①尿中オロト酸上昇→オルニチントランスカルバミラーゼ(OTC)欠損症
②尿中オロト酸正常→カルバミルリン酸合成酵素 (CPS-I)欠損症
という判断になるようです。オロト酸は尿中からの排泄亢進をもとに評価するようで、「有機酸スクリーニング絵検査(SRL)」で検査可能なようです
(これらは新生児マススクリーニング対象疾患等診療ガイドライン2015を参考にしました)。

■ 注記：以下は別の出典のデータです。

impl Collection {
    /// Opens (or creates) the collection described by `config`.
    ///
    /// Creates the directory if missing, acquires its exclusive lock, and
    /// primes the sequence file.
    ///
    /// # Errors
    ///
    /// Fails if another owner holds the directory lock or on I/O errors.
    pub fn open(config: CollectionConfig) -> CoreResult<Self> {
        let dir = CollectionDir::open(&config.path)?;
        let indexes = config
            .unique_keys
            .iter()
            .map(|field| UniqueIndex::new(field.clone(), dir.index_path(field)))
            .collect();
        let cache = Mutex::new(RecordCache::new(config.cache_capacity));

        let collection = Self {
            config,
            dir,
            indexes,
            cache,
            queue: WriteQueue::new(),
        };

        if CollectionMeta::load(&collection.dir.meta_path())?.is_none() {
            CollectionMeta::default().store(&collection.dir.meta_path())?;
        }

        debug!(
            collection = collection.name(),
            primary_key = %collection.config.primary_key,
            unique_keys = collection.indexes.len(),
            cache_capacity = collection.config.cache_capacity,
            "collection opened"
        );
        Ok(collection)
    }

    /// The collection name (final component of its directory path).
    #[must_use]
    pub fn name(&self) -> &str {
        self.dir.name()
    }

    /// The collection's configuration.
    #[must_use]
    pub fn config(&self) -> &CollectionConfig {
        &self.config
    }

    /// Inserts a document and returns it as stored, primary key included.
    ///
    /// If the document carries the primary-key field (and it is not null),
    /// that value is used verbatim; otherwise the next numeric key is
    /// allocated from the sequence file. Uniqueness of the primary key and
    /// of every declared unique field is checked before anything is
    /// written.
    ///
    /// # Errors
    ///
    /// - [`CoreError::DuplicateKey`] if a live record already has this key
    /// - [`CoreError::UniqueConstraint`] if a declared unique field's value
    ///   already belongs to a different record
    /// - [`CoreError::InvalidKey`] if the key's string form cannot name a
    ///   record file
    pub fn insert(&self, mut doc: Document) -> CoreResult<Document> {
        let _guard = self.queue.acquire();

        // Caller-provided key, or the next sequence value. A null primary
        // key counts as absent.
        let provided = matches!(doc.get(&self.config.primary_key), Some(v) if !v.is_null());
        let mut meta = None;
        if !provided {
            let loaded = CollectionMeta::load(&self.dir.meta_path())?.unwrap_or_default();
            doc.insert(
                self.config.primary_key.clone(),
                Value::from(loaded.next_numeric_id),
            );
            meta = Some(loaded);
        }
        let pk = doc[&self.config.primary_key].clone();
        let key_str = key::stringify(&pk);
        key::validate(&key_str)?;

        if self.cache.lock().contains(&key_str) || self.dir.record_exists(&key_str) {
            return Err(CoreError::duplicate_key(key_str));
        }

        // Validate every unique field before the first index write, so a
        // collision on a later field leaves earlier indexes untouched.
        let mut touched = Vec::new();
        for index in &self.indexes {
            let Some(value) = doc.get(index.field()) else {
                continue;
            };
            let value_str = key::stringify(value);
            let map = index.load()?;
            index.check(&map, &value_str, &pk)?;
            touched.push((index, map, value_str));
        }
        for (index, mut map, value_str) in touched {
            map.insert(value_str, pk.clone());
            index.store(&map)?;
        }

        self.write_record(&key_str, &doc)?;
        self.cache.lock().insert(key_str.clone(), doc.clone());

        if let Some(mut meta) = meta {
            meta.advance();
            meta.store(&self.dir.meta_path())?;
        }

        trace!(collection = self.name(), key = %key_str, "inserted record");
        Ok(doc)
    }

    /// Looks a record up by primary key.
    ///
    /// A cache hit returns immediately (and refreshes recency); a miss
    /// reads the record file and populates the cache. Returns `None` when
    /// no record exists — never an error.
    pub fn find_by_id(&self, id: &Value) -> CoreResult<Option<Document>> {
        let key_str = key::stringify(id);

        if let Some(doc) = self.cache.lock().get(&key_str) {
            return Ok(Some(doc));
        }

        match self.read_record(&key_str)? {
            Some(doc) => {
                self.cache.lock().insert(key_str, doc.clone());
                Ok(Some(doc))
            }
            None => Ok(None),
        }
    }

    /// Returns every record matching `predicate`.
    ///
    /// Cached records are tested first, then the directory is scanned for
    /// record files the cache does not hold, loading and testing each.
    /// Result order is "cached first, then scan order" and must not be
    /// relied on. The scan does not populate the cache.
    pub fn find<P>(&self, mut predicate: P) -> CoreResult<Vec<Document>>
    where
        P: FnMut(&Document) -> bool,
    {
        let mut results = Vec::new();
        let mut cached_keys = HashSet::new();

        {
            let cache = self.cache.lock();
            for (key_str, doc) in cache.iter() {
                cached_keys.insert(key_str.clone());
                if predicate(doc) {
                    results.push(doc.clone());
                }
            }
        }

        for key_str in self.dir.record_keys()? {
            if cached_keys.contains(&key_str) {
                continue;
            }
            // A record deleted between the scan and the read is skipped.
            if let Some(doc) = self.read_record(&key_str)? {
                if predicate(&doc) {
                    results.push(doc);
                }
            }
        }

        Ok(results)
    }

    /// Merges `changes` over the record with the given primary key.
    ///
    /// Returns the updated record, or `None` if no record exists. Unique
    /// fields present in `changes` are validated against their indexes
    /// before any index is rewritten; on success each touched index drops
    /// the old-value entry and gains the new one.
    ///
    /// # Errors
    ///
    /// - [`CoreError::UniqueConstraint`] if a changed unique value belongs
    ///   to a different record
    /// - [`CoreError::PrimaryKeyModified`] if `changes` would alter the
    ///   primary key
    pub fn update(&self, id: &Value, changes: Document) -> CoreResult<Option<Document>> {
        let _guard = self.queue.acquire();

        let key_str = key::stringify(id);
        let Some(current) = self.load_current(&key_str)? else {
            return Ok(None);
        };

        if let Some(new_pk) = changes.get(&self.config.primary_key) {
            if key::stringify(new_pk) != key_str {
                return Err(CoreError::PrimaryKeyModified {
                    field: self.config.primary_key.clone(),
                });
            }
        }

        let pk = current
            .get(&self.config.primary_key)
            .cloned()
            .unwrap_or_else(|| id.clone());

        let mut touched = Vec::new();
        for index in &self.indexes {
            let Some(new_value) = changes.get(index.field()) else {
                continue;
            };
            let new_str = key::stringify(new_value);
            let map = index.load()?;
            index.check(&map, &new_str, &pk)?;
            touched.push((index, map, new_str));
        }
        for (index, mut map, new_str) in touched {
            if let Some(old_value) = current.get(index.field()) {
                map.remove(&key::stringify(old_value));
            }
            map.insert(new_str, pk.clone());
            index.store(&map)?;
        }

        let mut updated = current;
        for (field, value) in changes {
            updated.insert(field, value);
        }

        self.write_record(&key_str, &updated)?;
        self.cache.lock().insert(key_str.clone(), updated.clone());

        trace!(collection = self.name(), key = %key_str, "updated record");
        Ok(Some(updated))
    }

    /// Deletes the record with the given primary key.
    ///
    /// Removes the record's entries from every unique index, deletes the
    /// record file, and drops the cache entry. Returns `false` if no record
    /// exists — never an error.
    pub fn delete(&self, id: &Value) -> CoreResult<bool> {
        let _guard = self.queue.acquire();

        let key_str = key::stringify(id);
        let Some(current) = self.load_current(&key_str)? else {
            return Ok(false);
        };

        for index in &self.indexes {
            let Some(value) = current.get(index.field()) else {
                continue;
            };
            let value_str = key::stringify(value);
            let mut map = index.load()?;
            // Only drop the entry if it still points at this record.
            let ours = map
                .get(&value_str)
                .is_some_and(|pk| key::stringify(pk) == key_str);
            if ours {
                map.remove(&value_str);
                index.store(&map)?;
            }
        }

        storage::remove(&self.dir.record_path(&key_str))?;
        self.cache.lock().remove(&key_str);

        trace!(collection = self.name(), key = %key_str, "deleted record");
        Ok(true)
    }

    /// Number of live records, counted from disk.
    pub fn len(&self) -> CoreResult<usize> {
        Ok(self.dir.record_keys()?.len())
    }

    /// Whether the collection has no records.
    pub fn is_empty(&self) -> CoreResult<bool> {
        Ok(self.len()? == 0)
    }

    /// Cache-then-disk load without populating the cache.
    fn load_current(&self, key_str: &str) -> CoreResult<Option<Document>> {
        if let Some(doc) = self.cache.lock().get(key_str) {
            return Ok(Some(doc));
        }
        self.read_record(key_str)
    }

    fn read_record(&self, key_str: &str) -> CoreResult<Option<Document>> {
        match storage::read(&self.dir.record_path(key_str))? {
            Some(bytes) => match serde_json::from_slice::<Value>(&bytes)? {
                Value::Object(map) => Ok(Some(map)),
                _ => Err(CoreError::invalid_document(format!(
                    "record file {key_str}.json is not a JSON object"
                ))),
            },
            None => Ok(None),
        }
    }

    fn write_record(&self, key_str: &str, doc: &Document) -> CoreResult<()> {
        storage::atomic_write(
            &self.dir.record_path(key_str),
            &serde_json::to_vec_pretty(doc)?,
        )?;
        Ok(())
    }
}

最後に、尿素サイクルの一覧と、各酵素が欠乏した際に影響を及ぼす部位を一覧で示します。
Take home messageは下記です。
高アンモニア血症の患者さんをみて、代謝異常を疑ったら
1)アシドーシスはないか?
2)低血糖はないか?
3)血清アミノ酸分析はどうか?
4)尿中オロト酸はどうか?
をもとに分析を進めよう!
いやー、これは結構勉強になりました!!将来こんな診断ができればとは思いますが、、、まあけど患者さんの健康が一番ですね。。。